:: Task to carry out ::
Look for "matches" in every line of the listing. Copy the lines that have it.

:: Data listing ::

......

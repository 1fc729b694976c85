//! Complaint lifecycle manager
//!
//! The one place that knows the transition rules, the role checks, and the
//! read scoping. The original system spread this logic over three
//! near-identical front-ends; every portal now calls through here.

use std::sync::Arc;

use serde::Serialize;
use serde_json::json;

use crts_client::{ClientError, DocumentStore};
use shared::models::{Complaint, ComplaintDraft, ComplaintStatus, StatusUpdate, DEFAULT_CATEGORY};
use shared::util::now_stamp;
use shared::validation::{
    MAX_NAME_LEN, MAX_NOTE_LEN, validate_optional_text, validate_required_text,
};

use crate::error::{AppError, AppResult};
use crate::session::Session;

const COMPLAINTS: &str = "complaints";
const UPDATES: &str = "updates";

/// Client-side filter over a scoped complaint list.
#[derive(Debug, Clone, Default)]
pub struct ComplaintFilter {
    /// Keep only this status. `None` means "show all" (see the quirk on
    /// [`ComplaintService::list_complaints`]).
    pub status: Option<ComplaintStatus>,
    /// Case-insensitive substring match against title or creator email.
    pub search: Option<String>,
}

impl ComplaintFilter {
    pub fn with_status(mut self, status: ComplaintStatus) -> Self {
        self.status = Some(status);
        self
    }

    pub fn with_search(mut self, term: impl Into<String>) -> Self {
        self.search = Some(term.into());
        self
    }

    fn matches(&self, complaint: &Complaint) -> bool {
        if let Some(status) = self.status
            && complaint.status != status
        {
            return false;
        }
        if let Some(term) = &self.search {
            let term = term.to_lowercase();
            return complaint.title.to_lowercase().contains(&term)
                || complaint.email.to_lowercase().contains(&term);
        }
        true
    }
}

/// Per-status counts over the viewer's scope, for dashboard cards.
///
/// Unlike the unfiltered list view, the summary counts CLOSED complaints.
#[derive(Debug, Clone, Copy, Default, PartialEq, Eq, Serialize)]
pub struct StatusSummary {
    pub open: usize,
    pub in_progress: usize,
    pub resolved: usize,
    pub closed: usize,
}

impl StatusSummary {
    pub fn total(&self) -> usize {
        self.open + self.in_progress + self.resolved + self.closed
    }
}

/// Service owning complaint reads and writes against the document store.
///
/// Complaints live in the `complaints` collection; each complaint's audit
/// trail is its `updates` sub-collection. The service is cheap to clone and
/// holds no session state: identity travels in the `&Session` argument of
/// every operation.
#[derive(Debug, Clone)]
pub struct ComplaintService {
    store: Arc<dyn DocumentStore>,
}

impl ComplaintService {
    pub fn new(store: Arc<dyn DocumentStore>) -> Self {
        Self { store }
    }

    /// Submit a new complaint.
    ///
    /// `title` and `description` are required and checked locally before any
    /// store write. Omitted fields fall back to their defaults: category
    /// `"Other"`, priority MEDIUM, empty location, and the creator's email
    /// as contact. Status is always OPEN; no audit entry is written at
    /// creation, the trail begins at the first transition.
    pub async fn create_complaint(
        &self,
        session: &Session,
        draft: ComplaintDraft,
    ) -> AppResult<Complaint> {
        validate_required_text(&draft.title, "title", MAX_NAME_LEN)
            .map_err(AppError::Validation)?;
        validate_required_text(&draft.description, "description", MAX_NOTE_LEN)
            .map_err(AppError::Validation)?;
        validate_optional_text(draft.category.as_deref(), "category", MAX_NAME_LEN)
            .map_err(AppError::Validation)?;
        validate_optional_text(draft.location.as_deref(), "location", MAX_NOTE_LEN)
            .map_err(AppError::Validation)?;
        validate_optional_text(draft.contact.as_deref(), "contact", MAX_NOTE_LEN)
            .map_err(AppError::Validation)?;

        let category = match draft.category {
            Some(c) if !c.trim().is_empty() => c,
            _ => DEFAULT_CATEGORY.to_string(),
        };
        let mut complaint = Complaint {
            id: String::new(),
            title: draft.title.trim().to_string(),
            description: draft.description.trim().to_string(),
            category,
            priority: draft.priority.unwrap_or_default(),
            status: ComplaintStatus::Open,
            created_at: now_stamp(),
            created_by_uid: session.uid.clone(),
            name: session.name.clone(),
            email: session.email.clone(),
            location: draft.location.unwrap_or_default(),
            contact: draft.contact.unwrap_or_else(|| session.email.clone()),
        };

        let record = serde_json::to_value(&complaint).map_err(ClientError::from)?;
        complaint.id = self.store.add(COMPLAINTS, record).await?;
        tracing::info!(
            id = %complaint.id,
            uid = %session.uid,
            priority = %complaint.priority,
            "Complaint created"
        );
        Ok(complaint)
    }

    /// List complaints visible to the session, newest first.
    ///
    /// A `user` session sees only its own complaints; staff and admin see
    /// everything. The filter is applied client-side over the scoped set.
    ///
    /// Quirk, kept from the original staff view: with no status filter, a
    /// staff/admin viewer does not see CLOSED complaints. Selecting the
    /// CLOSED filter explicitly still shows them. A user viewer's
    /// unfiltered list includes every status.
    pub async fn list_complaints(
        &self,
        session: &Session,
        filter: &ComplaintFilter,
    ) -> AppResult<Vec<Complaint>> {
        let mut complaints = self.scoped(session).await?;
        if session.sees_all_complaints() && filter.status.is_none() {
            complaints.retain(|c| c.status != ComplaintStatus::Closed);
        }
        complaints.retain(|c| filter.matches(c));
        Ok(complaints)
    }

    /// Fetch one complaint. A `user` session asking for someone else's
    /// complaint gets `NotFound`, not `Unauthorized`.
    pub async fn get_complaint(&self, session: &Session, id: &str) -> AppResult<Complaint> {
        let doc = self
            .store
            .get(COMPLAINTS, id)
            .await?
            .ok_or_else(|| AppError::NotFound(format!("{COMPLAINTS}/{id}")))?;
        let mut complaint: Complaint = doc.parse()?;
        complaint.id = doc.id;
        if !session.sees_all_complaints() && complaint.created_by_uid != session.uid {
            return Err(AppError::NotFound(format!("{COMPLAINTS}/{id}")));
        }
        Ok(complaint)
    }

    /// The complaint's audit trail, newest first.
    pub async fn timeline(&self, session: &Session, id: &str) -> AppResult<Vec<StatusUpdate>> {
        // Read scoping rides on the complaint fetch.
        self.get_complaint(session, id).await?;
        let docs = self
            .store
            .query_children(COMPLAINTS, id, UPDATES, "updated_at", true)
            .await?;
        Ok(parse_documents(&docs))
    }

    /// Per-status counts over the viewer's scope.
    pub async fn status_summary(&self, session: &Session) -> AppResult<StatusSummary> {
        let complaints = self.scoped(session).await?;
        let mut summary = StatusSummary::default();
        for complaint in &complaints {
            match complaint.status {
                ComplaintStatus::Open => summary.open += 1,
                ComplaintStatus::InProgress => summary.in_progress += 1,
                ComplaintStatus::Resolved => summary.resolved += 1,
                ComplaintStatus::Closed => summary.closed += 1,
            }
        }
        Ok(summary)
    }

    /// Move a complaint one step along OPEN -> IN_PROGRESS -> RESOLVED ->
    /// CLOSED, appending one audit entry.
    ///
    /// `current` is the status the caller's view believes; it is a
    /// precondition, not trusted. The stored status is re-read and a
    /// mismatch rejects the request as a stale view. `next` must be the
    /// unique legal successor, and the session must hold a staff or admin
    /// role.
    ///
    /// The status write and the audit append are two non-atomic writes. A
    /// failure between them leaves the status updated with no matching
    /// audit entry; the status field is authoritative, the trail is
    /// best-effort history.
    pub async fn request_transition(
        &self,
        session: &Session,
        id: &str,
        current: ComplaintStatus,
        next: ComplaintStatus,
        remark: &str,
    ) -> AppResult<StatusUpdate> {
        if !session.can_transition() {
            return Err(AppError::Unauthorized(
                "Only staff may change complaint status".to_string(),
            ));
        }
        validate_optional_text(Some(remark), "remark", MAX_NOTE_LEN)
            .map_err(AppError::Validation)?;

        let doc = self
            .store
            .get(COMPLAINTS, id)
            .await?
            .ok_or_else(|| AppError::NotFound(format!("{COMPLAINTS}/{id}")))?;
        let stored: Complaint = doc.parse()?;
        if stored.status != current {
            // Stale view: the record moved on since the caller last read it.
            tracing::warn!(
                id = %id,
                stored = %stored.status,
                claimed = %current,
                "Transition request against a stale status"
            );
            return Err(AppError::InvalidTransition {
                from: stored.status,
                to: next,
            });
        }
        if !current.can_transition_to(next) {
            return Err(AppError::InvalidTransition {
                from: current,
                to: next,
            });
        }

        self.store
            .update(COMPLAINTS, id, json!({ "status": next }))
            .await?;

        let mut entry = StatusUpdate {
            id: String::new(),
            status: next,
            remark: remark.to_string(),
            updated_by_uid: session.uid.clone(),
            updated_by_name: session.name.clone(),
            updated_at: now_stamp(),
        };
        let record = serde_json::to_value(&entry).map_err(ClientError::from)?;
        entry.id = self.store.add_child(COMPLAINTS, id, UPDATES, record).await?;

        tracing::info!(
            id = %id,
            from = %current,
            to = %next,
            uid = %session.uid,
            "Complaint status changed"
        );
        Ok(entry)
    }

    /// The viewer's full scope, unfiltered, newest first.
    async fn scoped(&self, session: &Session) -> AppResult<Vec<Complaint>> {
        let docs = self.store.query_all(COMPLAINTS, "created_at", true).await?;
        let mut complaints: Vec<Complaint> = parse_documents(&docs);
        if !session.sees_all_complaints() {
            complaints.retain(|c| c.created_by_uid == session.uid);
        }
        Ok(complaints)
    }
}

/// Parse documents into typed records, carrying the store id over. A record
/// that fails to parse is logged and skipped rather than failing the list.
fn parse_documents<T>(docs: &[crts_client::Document]) -> Vec<T>
where
    T: serde::de::DeserializeOwned + WithId,
{
    docs.iter()
        .filter_map(|doc| match doc.parse::<T>() {
            Ok(mut record) => {
                record.set_id(&doc.id);
                Some(record)
            }
            Err(e) => {
                tracing::warn!(id = %doc.id, error = %e, "Skipping malformed record");
                None
            }
        })
        .collect()
}

trait WithId {
    fn set_id(&mut self, id: &str);
}

impl WithId for Complaint {
    fn set_id(&mut self, id: &str) {
        self.id = id.to_string();
    }
}

impl WithId for StatusUpdate {
    fn set_id(&mut self, id: &str) {
        self.id = id.to_string();
    }
}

......

:: Exercise answer ::
    fn matches(&self, complaint: &Complaint) -> bool {
        complaints.retain(|c| filter.matches(c));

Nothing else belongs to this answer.